沿岸部の水深の浅い場所では時速数10Kmまで速度が遅くなります。
津波の破壊力
津波は波長が非常に長い為、波というより海水の塊が移動してくるものです。 たとえ、1mの波高でも長さが数キロにも及ぶ海水の塊が押し寄せてきます。 下記の図は通常の高波が防波堤に押し寄せた場合の模式図です。実際の波はもっと複雑ですが、ここでは単純な三角波として表しています。 高さ1mの三角波が防波堤にあたった場合、最大波高は1.4m(√2m)程度になります。想定する高波の高さの√2倍程度の防波堤で波を防ぐことが可能です。

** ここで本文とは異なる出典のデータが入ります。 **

//! Character info as cached in the `player` table.

use chrono::{DateTime, Utc};
use serde::{Deserialize, Serialize};

use crate::alt::CharId;

/// Basic character info used to order and display group listings.
///
/// Rows created by [`crate::store::CharacterLoader::ensure_loaded`] carry an
/// empty name and level 0 until real info is supplied.
#[derive(Debug, Clone, PartialEq, Eq, Serialize, Deserialize)]
pub struct Character {
  pub char_id:    CharId,
  pub name:       String,
  pub level:      u32,
  pub profession: Option<String>,
}

impl Character {
  /// A placeholder for a character whose info has not been fetched yet.
  pub fn placeholder(char_id: CharId) -> Self {
    Self { char_id, name: String::new(), level: 0, profession: None }
  }
}

/// When a member of a character's group was last seen in the org.
#[derive(Debug, Clone, PartialEq, Eq, Serialize, Deserialize)]
pub struct LastSeen {
  pub character: Character,
  pub last_seen: DateTime<Utc>,
}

しかし津波は波長が非常に長いため、押し寄せる海水の量は膨大なものになります。10mの高さの防波堤も簡単に乗り越えてしまうことが判るでしょう。
防潮堤は、高波や高潮に対しては一定の効果がありますが、津波に対しては無力です。 津波が発生する恐れがある場合は、何よりも高台に避難することが大切です。
東京湾の津波
関東の津波に関して、「東京湾には津波はこない」「津波が来たとしても大してことがない」と考えている人が大半です。
関東大震災では、相模湾で津波が発生し、被害が出ましたが、東京湾でも津波が発生し、木更津で約1.8メートルの津波が観測されています。
江戸時代の元禄と安政の大地震でも東京で1メートルから2メートル程度、横浜では3メートルから4メートルの津波があったことが記録に残っています。
東京湾でも津波に対する警戒が必要です。
特に、荒川河口付近のゼロメートル地域では防潮堤を越えた津波が大きな被害を与えることが想定されます。